#[cfg(test)]
mod tests {
    use super::*;
    use crate::domain::SelectionRange;
    use std::collections::BTreeSet;

    fn letters(s: &str) -> Vec<char> {
        s.chars().collect()
    }

    #[test]
    fn move_up_block_then_noop_at_top() {
        let mut rows = letters("ABCDE");
        let mut selection = Selection::new(vec![SelectionRange::new(1, 2)]).unwrap();

        let outcome = move_selection_up(&mut rows, &mut selection);
        assert_eq!(outcome, MoveOutcome::Moved { reveal_row: 0 });
        assert_eq!(rows, letters("BCADE"));
        assert_eq!(selection.ranges(), &[SelectionRange::new(0, 1)]);

        let before = (rows.clone(), selection.clone());
        assert_eq!(move_selection_up(&mut rows, &mut selection), MoveOutcome::Unchanged);
        assert_eq!((rows, selection), before);
    }

    #[test]
    fn move_down_disjoint_singles() {
        let mut rows = letters("ABCDE");
        let mut selection =
            Selection::new(vec![SelectionRange::single(0), SelectionRange::single(2)]).unwrap();

        let outcome = move_selection_down(&mut rows, &mut selection);
        assert_eq!(outcome, MoveOutcome::Moved { reveal_row: 3 });
        assert_eq!(rows, letters("BADCE"));
        assert_eq!(
            selection.ranges(),
            &[SelectionRange::single(1), SelectionRange::single(3)]
        );
    }

    #[test]
    fn move_down_noop_at_bottom_edge() {
        let mut rows = letters("ABCDE");
        let mut selection = Selection::from_rows([1, 4]);
        let before = (rows.clone(), selection.clone());

        assert_eq!(move_selection_down(&mut rows, &mut selection), MoveOutcome::Unchanged);
        assert_eq!((rows, selection), before);
    }

    #[test]
    fn empty_selection_is_noop_both_ways() {
        let mut rows = letters("ABC");
        let mut selection = Selection::empty();

        assert_eq!(move_selection_up(&mut rows, &mut selection), MoveOutcome::Unchanged);
        assert_eq!(move_selection_down(&mut rows, &mut selection), MoveOutcome::Unchanged);
        assert_eq!(rows, letters("ABC"));
        assert!(selection.is_empty());
    }

    #[test]
    fn empty_sequence_with_empty_selection() {
        let mut rows: Vec<char> = Vec::new();
        let mut selection = Selection::empty();
        assert_eq!(move_selection_down(&mut rows, &mut selection), MoveOutcome::Unchanged);
        assert_eq!(move_selection_up(&mut rows, &mut selection), MoveOutcome::Unchanged);
    }

    #[test]
    fn blocks_separated_by_one_row_moving_up() {
        // B,C and E selected; D sits alone between the two blocks.
        let mut rows = letters("ABCDEF");
        let mut selection = Selection::from_rows([1, 2, 4]);

        let outcome = move_selection_up(&mut rows, &mut selection);
        assert_eq!(outcome, MoveOutcome::Moved { reveal_row: 0 });
        assert_eq!(rows, letters("BCAEDF"));
        assert_eq!(
            selection.ranges(),
            &[SelectionRange::new(0, 1), SelectionRange::single(3)]
        );
    }

    #[test]
    fn blocks_separated_by_one_row_moving_down() {
        let mut rows = letters("ABCDEF");
        let mut selection = Selection::from_rows([0, 2, 3]);

        let outcome = move_selection_down(&mut rows, &mut selection);
        assert_eq!(outcome, MoveOutcome::Moved { reveal_row: 4 });
        assert_eq!(rows, letters("BAECDF"));
        assert_eq!(
            selection.ranges(),
            &[SelectionRange::single(1), SelectionRange::new(3, 4)]
        );
    }

    #[test]
    fn gap_between_blocks_survives_until_edge_noop() {
        // A and C selected with B between them. Both blocks move together,
        // so the gap never closes, and once C reaches the bottom the next
        // move does nothing.
        let mut rows = letters("ABCD");
        let mut selection = Selection::from_rows([0, 2]);

        assert!(move_selection_down(&mut rows, &mut selection).is_moved());
        assert_eq!(rows, letters("BADC"));
        assert_eq!(move_selection_down(&mut rows, &mut selection), MoveOutcome::Unchanged);
        assert_eq!(
            selection.ranges(),
            &[SelectionRange::single(1), SelectionRange::single(3)]
        );
    }

    #[test]
    fn touching_ranges_move_like_a_single_block() {
        let mut split_rows = letters("ABCDE");
        let mut split =
            Selection::new(vec![SelectionRange::new(2, 2), SelectionRange::new(3, 4)]).unwrap();
        let mut merged_rows = split_rows.clone();
        let mut merged = Selection::from_rows([2, 3, 4]);

        let _ = move_selection_up(&mut split_rows, &mut split);
        let _ = move_selection_up(&mut merged_rows, &mut merged);

        assert_eq!(split_rows, merged_rows);
        assert_eq!(split_rows, letters("ACDEB"));
        assert_eq!(split.rows().collect::<Vec<_>>(), merged.rows().collect::<Vec<_>>());
    }

    #[test]
    fn moved_returns_reordered_pair() {
        let (rows, selection, outcome) =
            moved(letters("ABC"), Selection::from_rows([2]), Direction::Up);
        assert_eq!(outcome, MoveOutcome::Moved { reveal_row: 1 });
        assert_eq!(rows, letters("ACB"));
        assert_eq!(selection.ranges(), &[SelectionRange::single(1)]);
    }

    #[test]
    #[should_panic(expected = "outside a sequence")]
    fn out_of_bounds_selection_panics() {
        let mut rows = letters("AB");
        let mut selection = Selection::from_rows([1, 5]);
        let _ = move_selection_up(&mut rows, &mut selection);
    }

    #[test]
    #[should_panic(expected = "outside a sequence")]
    fn out_of_bounds_selection_panics_even_at_top_edge() {
        let mut rows = letters("AB");
        let mut selection = Selection::from_rows([0, 2]);
        let _ = move_selection_up(&mut rows, &mut selection);
    }

    /// Every non-empty subset of rows for sequences up to six long, both as
    /// coalesced ranges and as one range per row.
    fn all_selections() -> Vec<(usize, Selection)> {
        let mut cases = Vec::new();
        for len in 1..=6_usize {
            for mask in 1..(1_u32 << len) {
                let rows: Vec<usize> = (0..len).filter(|bit| mask & (1 << bit) != 0).collect();
                cases.push((len, Selection::from_rows(rows.iter().copied())));
                let singles = rows.iter().copied().map(SelectionRange::single).collect();
                cases.push((len, Selection::new(singles).unwrap()));
            }
        }
        cases
    }

    fn selected_identities(rows: &[usize], selection: &Selection) -> BTreeSet<usize> {
        selection.rows().map(|row| rows[row]).collect()
    }

    #[test]
    fn moves_permute_rows_and_keep_selected_identities() {
        for (len, selection) in all_selections() {
            for direction in [Direction::Up, Direction::Down] {
                let original: Vec<usize> = (0..len).collect();
                let (rows, after, outcome) = moved(original.clone(), selection.clone(), direction);

                let mut sorted = rows.clone();
                sorted.sort_unstable();
                assert_eq!(sorted, original, "rows are a permutation");
                assert_eq!(after.len(), selection.len(), "selected row count");
                assert_eq!(after.ranges().len(), selection.ranges().len());
                assert_eq!(
                    selected_identities(&rows, &after),
                    selected_identities(&original, &selection),
                    "{direction:?} {selection:?}"
                );
                if !outcome.is_moved() {
                    assert_eq!(rows, original);
                    assert_eq!(after, selection);
                }
            }
        }
    }

    #[test]
    fn noop_exactly_at_the_edges() {
        for (len, selection) in all_selections() {
            let (_, _, up) = moved((0..len).collect(), selection.clone(), Direction::Up);
            assert_eq!(up.is_moved(), selection.top_row() != Some(0));

            let (_, _, down) = moved((0..len).collect(), selection.clone(), Direction::Down);
            assert_eq!(down.is_moved(), selection.bottom_row() != Some(len - 1));
        }
    }

    #[test]
    fn selected_rows_move_exactly_one_step() {
        for (len, selection) in all_selections() {
            for direction in [Direction::Up, Direction::Down] {
                let original: Vec<usize> = (0..len).collect();
                let (rows, after, outcome) = moved(original, selection.clone(), direction);
                let MoveOutcome::Moved { reveal_row } = outcome else {
                    continue;
                };

                let position = |identity: usize| rows.iter().position(|&r| r == identity).unwrap();
                for old in selection.rows() {
                    let expected = match direction {
                        Direction::Up => old - 1,
                        Direction::Down => old + 1,
                    };
                    assert_eq!(position(old), expected);
                }

                // Unselected rows only ever move against the direction and
                // keep their relative order.
                let unselected: Vec<usize> =
                    (0..len).filter(|r| !selection.rows().any(|s| s == *r)).collect();
                for &identity in &unselected {
                    let new = position(identity);
                    match direction {
                        Direction::Up => assert!(new >= identity),
                        Direction::Down => assert!(new <= identity),
                    }
                }
                let order: Vec<usize> = rows.iter().copied().filter(|r| unselected.contains(r)).collect();
                assert_eq!(order, unselected);

                let expected_reveal = match direction {
                    Direction::Up => after.top_row(),
                    Direction::Down => after.bottom_row(),
                };
                assert_eq!(Some(reveal_row), expected_reveal);
            }
        }
    }

    #[test]
    fn opposite_move_restores_sequence_and_selection() {
        for (len, selection) in all_selections() {
            for direction in [Direction::Up, Direction::Down] {
                let original: Vec<usize> = (0..len).collect();
                let (rows, after, outcome) = moved(original.clone(), selection.clone(), direction);
                if !outcome.is_moved() {
                    continue;
                }
                let (restored, restored_selection, back) = moved(rows, after, direction.opposite());
                assert!(back.is_moved());
                assert_eq!(restored, original);
                assert_eq!(restored_selection, selection);
            }
        }
    }
}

====

• **Assignment**
Only an exact copy of the listing above, from its first line up to and including the line with "let mut rows: Vec<char> = Vec::new();", counts as the answer.

• **Your response**
#[cfg(test)]
mod tests {
    use super::*;
    use crate::domain::SelectionRange;
    use std::collections::BTreeSet;

    fn letters(s: &str) -> Vec<char> {
        s.chars().collect()
    }

    #[test]
    fn move_up_block_then_noop_at_top() {
        let mut rows = letters("ABCDE");
        let mut selection = Selection::new(vec![SelectionRange::new(1, 2)]).unwrap();

        let outcome = move_selection_up(&mut rows, &mut selection);
        assert_eq!(outcome, MoveOutcome::Moved { reveal_row: 0 });
        assert_eq!(rows, letters("BCADE"));
        assert_eq!(selection.ranges(), &[SelectionRange::new(0, 1)]);

        let before = (rows.clone(), selection.clone());
        assert_eq!(move_selection_up(&mut rows, &mut selection), MoveOutcome::Unchanged);
        assert_eq!((rows, selection), before);
    }

    #[test]
    fn move_down_disjoint_singles() {
        let mut rows = letters("ABCDE");
        let mut selection =
            Selection::new(vec![SelectionRange::single(0), SelectionRange::single(2)]).unwrap();

        let outcome = move_selection_down(&mut rows, &mut selection);
        assert_eq!(outcome, MoveOutcome::Moved { reveal_row: 3 });
        assert_eq!(rows, letters("BADCE"));
        assert_eq!(
            selection.ranges(),
            &[SelectionRange::single(1), SelectionRange::single(3)]
        );
    }

    #[test]
    fn move_down_noop_at_bottom_edge() {
        let mut rows = letters("ABCDE");
        let mut selection = Selection::from_rows([1, 4]);
        let before = (rows.clone(), selection.clone());

        assert_eq!(move_selection_down(&mut rows, &mut selection), MoveOutcome::Unchanged);
        assert_eq!((rows, selection), before);
    }

    #[test]
    fn empty_selection_is_noop_both_ways() {
        let mut rows = letters("ABC");
        let mut selection = Selection::empty();

        assert_eq!(move_selection_up(&mut rows, &mut selection), MoveOutcome::Unchanged);
        assert_eq!(move_selection_down(&mut rows, &mut selection), MoveOutcome::Unchanged);
        assert_eq!(rows, letters("ABC"));
        assert!(selection.is_empty());
    }

    #[test]
    fn empty_sequence_with_empty_selection() {
        let mut rows: Vec<char> = Vec::new();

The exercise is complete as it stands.